Scientists and engineers working with CELLINK technology will be able to enter the program and share their work by sending photos or videos of their ongoing investigations and then they will get to:

  • Showcase their research
  • Gain opportunities to find careers or collaborations
  • Explore the Ambassador network

This sharing initiative has received strong support from students and professors working in the biomedical field of many universities and institutions.

“We are thankful for all that you do and look forward to showing the bioprinting community what we are working on at the University of Kansas Medical Center,” said CELLINK Ambassador A.J. Mellott, Research Assistant Professor in Genetics and Bioengineering at the University of Kansas, who is using CELLINK’s BIO X user friendly bioprinter for upcoming experiments.

CELLINK Ambassador A.J. Mellott giving a BIO X demo in his lab.

So far, the CELLINK Ambassador program has facilitated several internships and job opportunities for researchers in the community. The company aims to provide a network that can support one another as well as keep the community and public informed about the innovative work being done in bioprinting.

CELLINK Ambassador Paul Dinho is bioprinting corneas.

“I started out making fun science videos to share my research 3D printing human corneas and, next thing I know, my lab is all over the news! It’s unbelievable how the CELLINK Ambassadors Program connected me to such a growing community of scientists and bioprinting labs across the world.

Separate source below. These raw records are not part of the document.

use std::ops::{Index, IndexMut};
use nab_obbtree::{format_binary, reserve_exact_to, AllocError};
use crate::NodeIndex;

/// Contiguous node storage addressed by `NodeIndex`.
/// Capacity grows by doubling (starting at 16 slots), and a failed growth is reported instead of aborting.
pub struct NodeArena<T>
{
    nodes: Vec<T>,
    capacity: usize,
}
impl<T: Default> NodeArena<T>
{
    pub const INITIAL_CAPACITY: usize = 16;

    #[inline] #[must_use]
    pub const fn new() -> Self
    {
        Self
        {
            nodes: Vec::new(),
            capacity: 0,
        }
    }

    #[inline] #[must_use] pub fn len(&self) -> usize { self.nodes.len() }
    #[inline] #[must_use] pub fn is_empty(&self) -> bool { self.nodes.is_empty() }
    #[inline] #[must_use] pub fn capacity(&self) -> usize { self.capacity }
    #[inline] #[must_use] pub fn as_slice(&self) -> &[T] { &self.nodes }
    #[inline] #[must_use] pub fn as_mut_slice(&mut self) -> &mut [T] { &mut self.nodes }

    #[inline] #[must_use]
    pub fn get(&self, index: NodeIndex) -> Option<&T>
    {
        index.get().and_then(|i| self.nodes.get(i))
    }

    // keeps the allocation around for the next build
    #[inline]
    pub fn clear(&mut self)
    {
        self.nodes.clear();
    }

    // releases the allocation
    pub fn reset(&mut self)
    {
        self.nodes = Vec::new();
        self.capacity = 0;
    }

    /// Append a default-initialized node, growing the storage if full.
    pub fn allocate(&mut self) -> Result<NodeIndex, AllocError>
    {
        let len = self.nodes.len();
        if len >= NodeIndex::NONE as usize
        {
            return Err(AllocError::CapacityOverflow { requested: len + 1 });
        }
        if len >= self.capacity
        {
            self.grow()?;
        }

        self.nodes.push(T::default());
        Ok(NodeIndex::some(len))
    }

    fn grow(&mut self) -> Result<(), AllocError>
    {
        let new_capacity = match self.capacity
        {
            0 => Self::INITIAL_CAPACITY,
            n => n.checked_mul(2).ok_or(AllocError::CapacityOverflow { requested: n })?,
        };

        reserve_exact_to(&mut self.nodes, new_capacity)?;
        self.capacity = new_capacity;
        log::trace!("Grew node arena to {new_capacity} nodes ({:.1}B)",
            format_binary!(new_capacity * size_of::<T>()));
        Ok(())
    }
}
impl<T: Default> Default for NodeArena<T>
{
    fn default() -> Self { Self::new() }
}
impl<T> Index<NodeIndex> for NodeArena<T>
{
    type Output = T;

    #[inline]
    fn index(&self, index: NodeIndex) -> &Self::Output
    {
        &self.nodes[index.index()]
    }
}
impl<T> IndexMut<NodeIndex> for NodeArena<T>
{
    #[inline]
    fn index_mut(&mut self, index: NodeIndex) -> &mut Self::Output
    {
        &mut self.nodes[index.index()]
    }
}

#[cfg(test)]
mod tests
{
    use super::*;

    #[derive(Default, Debug, PartialEq)]
    #[repr(align(32))]
    struct Wide([u64; 3]);

    #[test]
    fn growth()
    {
        let mut arena = NodeArena::<u32>::new();
        assert_eq!(arena.capacity(), 0);

        let first = arena.allocate().unwrap();
        assert_eq!(first, NodeIndex::some(0));
        assert_eq!(arena.capacity(), 16);

        for _ in 1..16 { arena.allocate().unwrap(); }
        assert_eq!(arena.capacity(), 16);

        let seventeenth = arena.allocate().unwrap();
        assert_eq!(seventeenth, NodeIndex::some(16));
        assert_eq!(arena.capacity(), 32);
        assert_eq!(arena.len(), 17);
    }

    #[test]
    fn contents_survive_growth()
    {
        let mut arena = NodeArena::<u32>::new();
        for i in 0..40
        {
            let index = arena.allocate().unwrap();
            arena[index] = i * 3;
        }
        assert_eq!(arena.capacity(), 64);
        assert!(arena.as_slice().iter().enumerate().all(|(i, v)| *v == i as u32 * 3));
        assert_eq!(arena.get(NodeIndex::some(39)), Some(&117));
        assert_eq!(arena.get(NodeIndex::some(40)), None);
        assert_eq!(arena.get(NodeIndex::none()), None);
    }

    #[test]
    fn clear_keeps_capacity()
    {
        let mut arena = NodeArena::<u32>::new();
        for _ in 0..20 { arena.allocate().unwrap(); }
        arena.clear();
        assert!(arena.is_empty());
        assert_eq!(arena.capacity(), 32);

        arena.reset();
        assert_eq!(arena.capacity(), 0);
    }

    #[test]
    fn aligned()
    {
        let mut arena = NodeArena::<Wide>::new();
        for _ in 0..5 { arena.allocate().unwrap(); }
        assert_eq!(arena.as_slice().as_ptr() as usize % 32, 0);
        assert_eq!(arena[NodeIndex::some(4)], Wide::default());
    }
}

It really feels great every time I see someone post the next breakthrough in bioprinting so that we can all celebrate together,” Paul Dinh, a student at Florida A&M University and researcher at the College of Pharmacy and Pharmaceutical Science under Professor Mandip Sachdeva, said to

Dinh and Sachdeva’s research resulted in the creation of the first US high throughput 3D printing of human cells of the cornea. Because of their involvement with the ambassador program, CELLINK took charge in creating international buzz, landing stories in both industry and top tier globally recognized publications.

Other CELLINK Ambassadors like undergraduate medical student Mohammad Alhazmi from The Royal College of Surgeons in Ireland has been using the company’s 3D bioprinter INKREDIBLE + to explore bioprinting in parallel to his interest in cartilage regeneration and orthopedic surgery. Also working with the bioink is fellow ambassador Sara Malferrari, a Ph.D. student in Biomedical Engineering at the University College of London, teaching researchers how to bioprint.

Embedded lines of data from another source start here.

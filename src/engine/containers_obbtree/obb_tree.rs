use std::error::Error;
use std::fmt::{Debug, Display, Formatter};
use glam::Vec3;
use smallvec::SmallVec;
use math_obbtree::OBB;
use nab_obbtree::{debug_panic, AllocError};
use crate::{NodeArena, NodeIndex, ObbNode};

#[derive(Debug, Clone, PartialEq)]
pub enum ObbTreeError
{
    Alloc(AllocError),
    MismatchedInputs { boxes: usize, point_sets: usize },
    TooManyElements { count: usize },
    Invariant { node: NodeIndex, reason: &'static str },
}
impl Display for ObbTreeError
{
    fn fmt(&self, f: &mut Formatter<'_>) -> std::fmt::Result { Debug::fmt(self, f) }
}
impl Error for ObbTreeError
{
    fn source(&self) -> Option<&(dyn Error + 'static)>
    {
        match self
        {
            Self::Alloc(err) => Some(err),
            _ => None,
        }
    }
}
impl From<AllocError> for ObbTreeError
{
    fn from(err: AllocError) -> Self { Self::Alloc(err) }
}

/// Bounding volume hierarchy of oriented boxes, with up to `C` elements per leaf.
///
/// Nodes are stored in pre-order: the subtree of node `i` is exactly the node range `[i, i + skip]`,
/// which lets queries walk the node array front to back without a stack.
pub struct ObbTree<const C: usize = 4>
{
    pub(crate) nodes: NodeArena<ObbNode<C>>,
    pub(crate) root: NodeIndex,
    pub(crate) mapping: Vec<NodeIndex>, // element -> leaf
    pub(crate) element_obbs: Vec<OBB>,
    pub(crate) inflation_radius: f32, // from the last build, reapplied when refitting leaves
}
impl<const C: usize> ObbTree<C>
{
    pub(crate) const LEAF_CAPACITY_CHECK: () = assert!(C > 0, "Leaf capacity must be at least one element");

    #[inline] #[must_use]
    pub const fn new() -> Self
    {
        Self
        {
            nodes: NodeArena::new(),
            root: NodeIndex::none(),
            mapping: Vec::new(),
            element_obbs: Vec::new(),
            inflation_radius: 0.0,
        }
    }

    #[inline] #[must_use] pub fn node_count(&self) -> usize { self.nodes.len() }
    #[inline] #[must_use] pub fn capacity(&self) -> usize { self.nodes.capacity() }
    #[inline] #[must_use] pub fn root(&self) -> NodeIndex { self.root }
    #[inline] #[must_use] pub fn is_empty(&self) -> bool { self.nodes.is_empty() }
    #[inline] #[must_use] pub fn nodes(&self) -> &[ObbNode<C>] { self.nodes.as_slice() }
    #[inline] #[must_use] pub fn element_count(&self) -> usize { self.mapping.len() }
    #[inline] #[must_use] pub fn inflation_radius(&self) -> f32 { self.inflation_radius }

    #[inline] #[must_use]
    pub fn node(&self, node: NodeIndex) -> &ObbNode<C>
    {
        debug_assert!(node.index() < self.nodes.len(), "{node:?} is beyond the {} allocated nodes", self.nodes.len());
        &self.nodes[node]
    }

    #[inline] #[must_use] pub fn node_obb(&self, node: NodeIndex) -> &OBB { &self.node(node).obb }
    #[inline] #[must_use] pub fn is_node_leaf(&self, node: NodeIndex) -> bool { self.node(node).is_leaf() }
    #[inline] #[must_use] pub fn node_skip(&self, node: NodeIndex) -> u32 { self.node(node).skip }
    #[inline] #[must_use] pub fn node_left(&self, node: NodeIndex) -> NodeIndex { self.node(node).left }
    #[inline] #[must_use] pub fn node_right(&self, node: NodeIndex) -> NodeIndex { self.node(node).right }
    #[inline] #[must_use] pub fn node_parent(&self, node: NodeIndex) -> NodeIndex { self.node(node).parent }
    #[inline] #[must_use] pub fn node_member_count(&self, node: NodeIndex) -> usize { self.node(node).member_count() }
    #[inline] #[must_use] pub fn node_member(&self, node: NodeIndex, j: usize) -> u32 { self.node(node).member(j) }

    #[inline] #[must_use]
    pub fn leaf_of(&self, element: usize) -> NodeIndex
    {
        debug_assert!(element < self.mapping.len(), "Element {element} is out of range ({} elements)", self.mapping.len());
        self.mapping[element]
    }

    #[inline] #[must_use]
    pub fn element_obb(&self, element: usize) -> &OBB
    {
        debug_assert!(element < self.element_obbs.len(), "Element {element} is out of range ({} elements)", self.element_obbs.len());
        &self.element_obbs[element]
    }

    /// Drop every node and element, keeping the node storage for reuse.
    pub fn clear(&mut self)
    {
        self.nodes.clear();
        self.root = NodeIndex::none();
        self.mapping.clear();
        self.element_obbs.clear();
        self.inflation_radius = 0.0;
    }

    /// Append the members of every leaf whose box overlaps `query_obb` to `hits`.
    /// `hits` is neither cleared nor deduplicated. Returns the number of box overlap tests performed.
    pub fn query(&self, hits: &mut Vec<u32>, query_obb: &OBB) -> u32
    {
        self.query_nodes(query_obb, |_, leaf| hits.extend_from_slice(leaf.members()))
    }

    /// Calls `visit` for every leaf whose box overlaps `query_obb`.
    /// Returns the number of box overlap tests performed.
    pub fn query_nodes(&self, query_obb: &OBB, mut visit: impl FnMut(NodeIndex, &ObbNode<C>)) -> u32
    {
        let nodes = self.nodes.as_slice();
        let mut overlap_tests = 0;

        let mut i = 0;
        while i < nodes.len()
        {
            let node = &nodes[i];
            overlap_tests += 1;
            if node.obb.overlaps(query_obb)
            {
                if node.is_leaf()
                {
                    visit(NodeIndex::some(i), node);
                }
            }
            else
            {
                // jump past the whole subtree
                i += node.skip as usize;
            }
            i += 1;
        }

        overlap_tests
    }

    #[must_use]
    pub fn iter_overlapping(&self, query_obb: OBB) -> ObbTreeIterOverlapping<'_, C>
    {
        ObbTreeIterOverlapping
        {
            nodes: self.nodes.as_slice(),
            query_obb,
            next_node: 0,
            members: &[],
        }
    }

    /// Number of nodes from `element`'s leaf up to and including the root, 0 if the element isn't in the tree.
    #[must_use]
    pub fn height(&self, element: usize) -> u32
    {
        let leaf = self.leaf_of(element);
        if leaf.is_none()
        {
            return 0;
        }

        let mut height = 1;
        let mut current = self.nodes[leaf].parent;
        while current.is_some()
        {
            height += 1;
            current = self.nodes[current].parent;
        }
        height
    }

    /// Replace `element`'s box and refit its leaf over the corners of its members' boxes, grown by the build's inflation radius.
    /// Then refit each ancestor that no longer encloses its changed child.
    /// Ancestors stay enclosing but may be looser than a fresh build would make them.
    /// Returns false if the element was never placed by a build.
    pub fn update(&mut self, element: usize, obb: OBB) -> bool
    {
        let leaf = self.leaf_of(element);
        if leaf.is_none()
        {
            debug_panic!("Element {element} was never placed by a build");
            return false;
        }
        self.element_obbs[element] = obb;

        let members = self.nodes[leaf].members();
        let mut corners: SmallVec<[Vec3; 32]> = SmallVec::with_capacity(members.len() * 8);
        for &member in members
        {
            corners.extend_from_slice(&self.element_obbs[member as usize].corners());
        }
        let leaf_obb = OBB::from_points(&corners, self.inflation_radius)
            .unwrap_or(OBB { half_extents: obb.half_extents + Vec3::splat(self.inflation_radius), ..obb });
        self.nodes[leaf].obb = leaf_obb;

        let mut refits = 1;
        let mut child = leaf;
        let mut current = self.nodes[leaf].parent;
        while current.is_some()
        {
            let child_obb = self.nodes[child].obb;
            let node = &self.nodes[current];
            if node.obb.contains_obb(&child_obb, 0.0)
            {
                break;
            }

            let mut corners = [Vec3::ZERO; 16];
            corners[..8].copy_from_slice(&self.nodes[node.left].obb.corners());
            corners[8..].copy_from_slice(&self.nodes[node.right].obb.corners());
            let parent = node.parent;
            if let Some(refit) = OBB::from_points(&corners, 0.0)
            {
                self.nodes[current].obb = refit;
            }

            refits += 1;
            child = current;
            current = parent;
        }

        log::trace!("Updated element {element}, refit {refits} node(s)");
        true
    }

    /// Check the structural invariants: pre-order layout, skip distances, links, leaf sizes and the element mapping.
    pub fn validate(&self) -> Result<(), ObbTreeError>
    {
        let fail = |node: NodeIndex, reason: &'static str| Err(ObbTreeError::Invariant { node, reason });

        let nodes = self.nodes.as_slice();
        if nodes.is_empty()
        {
            if self.root.is_some()
            {
                return fail(self.root, "Empty tree has a root");
            }
            if let Some(e) = self.mapping.iter().position(|m| m.is_some())
            {
                return fail(self.mapping[e], "Empty tree maps an element to a node");
            }
            return Ok(());
        }

        if self.root != NodeIndex::some(0)
        {
            return fail(self.root, "Root must be the first node");
        }
        if nodes[0].parent.is_some()
        {
            return fail(self.root, "Root has a parent");
        }
        if self.element_obbs.len() != self.mapping.len()
        {
            return fail(NodeIndex::none(), "Element boxes and mapping disagree on the element count");
        }

        let mut placed = vec![false; self.mapping.len()];
        for (i, node) in nodes.iter().enumerate()
        {
            let index = NodeIndex::some(i);
            let last = i + node.skip as usize;
            if last >= nodes.len()
            {
                return fail(index, "Skip runs past the last node");
            }

            if node.is_leaf()
            {
                if node.right.is_some() { return fail(index, "Leaf has a right child"); }
                if node.skip != 0 { return fail(index, "Leaf has a non-zero skip"); }
                if node.member_count() == 0 { return fail(index, "Leaf has no members"); }

                for &member in node.members()
                {
                    let member = member as usize;
                    if member >= placed.len() { return fail(index, "Leaf member is out of range"); }
                    if placed[member] { return fail(index, "Element is in more than one leaf"); }
                    if self.mapping[member] != index { return fail(index, "Element mapping disagrees with leaf"); }
                    placed[member] = true;
                }
                continue;
            }

            if node.member_count() != 0 { return fail(index, "Internal node has members"); }
            if node.left != NodeIndex::some(i + 1) || i + 1 >= nodes.len()
            {
                return fail(index, "Left child must directly follow its parent");
            }
            let right_expected = i + 2 + nodes[i + 1].skip as usize;
            if node.right != NodeIndex::some(right_expected) || right_expected >= nodes.len()
            {
                return fail(index, "Right child must directly follow the left subtree");
            }
            if last != right_expected + nodes[right_expected].skip as usize
            {
                return fail(index, "Skip does not span both subtrees");
            }
            if nodes[i + 1].parent != index || nodes[right_expected].parent != index
            {
                return fail(index, "Child does not link back to its parent");
            }
        }

        if nodes[0].skip as usize + 1 != nodes.len()
        {
            return fail(self.root, "Root subtree does not cover every node");
        }
        if placed.iter().any(|p| !p)
        {
            return fail(NodeIndex::none(), "Element is missing from every leaf");
        }
        Ok(())
    }
}
impl<const C: usize> Default for ObbTree<C>
{
    fn default() -> Self { Self::new() }
}
impl<const C: usize> Debug for ObbTree<C>
{
    fn fmt(&self, f: &mut Formatter<'_>) -> std::fmt::Result
    {
        f.write_fmt(format_args!("ObbTree ({} nodes, {} elements)", self.node_count(), self.element_count()))?;
        if self.root.is_none()
        {
            return Ok(());
        }

        let mut queue = vec![(0, '^', self.root)];
        while let Some((depth, l_r, node)) = queue.pop()
        {
            if f.alternate()
            {
                f.write_fmt(format_args!("\n{:3}  ", node.0))?;
            }
            else
            {
                f.write_str("\n  ")?;
            }

            for i in 0..depth
            {
                f.write_str([" ┗━ ", "━━ "][i.min(1)])?;
            }
            let hydrated = &self.nodes[node];
            f.write_fmt(format_args!("[{l_r}] {:?}", hydrated.obb))?;
            if hydrated.is_leaf()
            {
                f.write_fmt(format_args!(" (Leaf) elements: {:?}", hydrated.members()))?;
            }
            if hydrated.right.is_some() { queue.push((depth + 1, 'R', hydrated.right)); }
            if hydrated.left.is_some() { queue.push((depth + 1, 'L', hydrated.left)); }
        }

        Ok(())
    }
}

/// Yields the members of overlapping leaves in node order, same traversal as `ObbTree::query`.
pub struct ObbTreeIterOverlapping<'t, const C: usize>
{
    nodes: &'t [ObbNode<C>],
    query_obb: OBB,
    next_node: usize,
    members: &'t [u32],
}
impl<const C: usize> Iterator for ObbTreeIterOverlapping<'_, C>
{
    type Item = u32;
    fn next(&mut self) -> Option<Self::Item>
    {
        loop
        {
            if let Some((first, rest)) = self.members.split_first()
            {
                self.members = rest;
                return Some(*first);
            }

            let node = self.nodes.get(self.next_node)?;
            self.next_node += 1;
            if !node.obb.overlaps(&self.query_obb)
            {
                self.next_node += node.skip as usize;
            }
            else if node.is_leaf()
            {
                self.members = node.members();
            }
        }
    }
}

CELLINK Ambassador Sara Malferrari working at the lab with bioinks

Ambassador Angela Panoskaltsis-Mortari, Professor of Pediatrics in the Division of Blood and Marrow Transplantation and Director of the 3D Bioprinting Facility at the University of Minnesota, worked with Century College, also in Minnesota, to launch their new Biofabrication Certificate program. While the University of Kansas Medical Center’s Department of Plastic Surgery ambassadors recently used CELLINK Start bioink to develop a T-block prototype with applications in regenerative medicine, at North Carolina State University, Associate Professor Rohan Shirwaiker and his fellow researchers have been testing out one of the newest bioinks, the GelXA.

CELLINK Ambassador Rohan Shirwaiker testing out bioink GelXA

“Being an ambassador feels more like being part of a big family: we get to share the great work we do with other people who genuinely care about each others success and providing the support needed, whenever we need it,” explained Mahmoud Amr, biomedical engineer PhD student at the University of Texas at San Antonio.

CELLINK ambassador Mahmoud Amr presenting his work with the BIO X

This is a great opportunity to learn and connect with other researchers, letting everyone in the community know how they are using CELLINK to develop innovations at the lab. One of the benefits for researchers is that it offers them an opportunity to get credit for their hard work, which often remains within the university realm or local news outlets, while through the initiative, the company publishes relevant information in their global network with thousands of followers.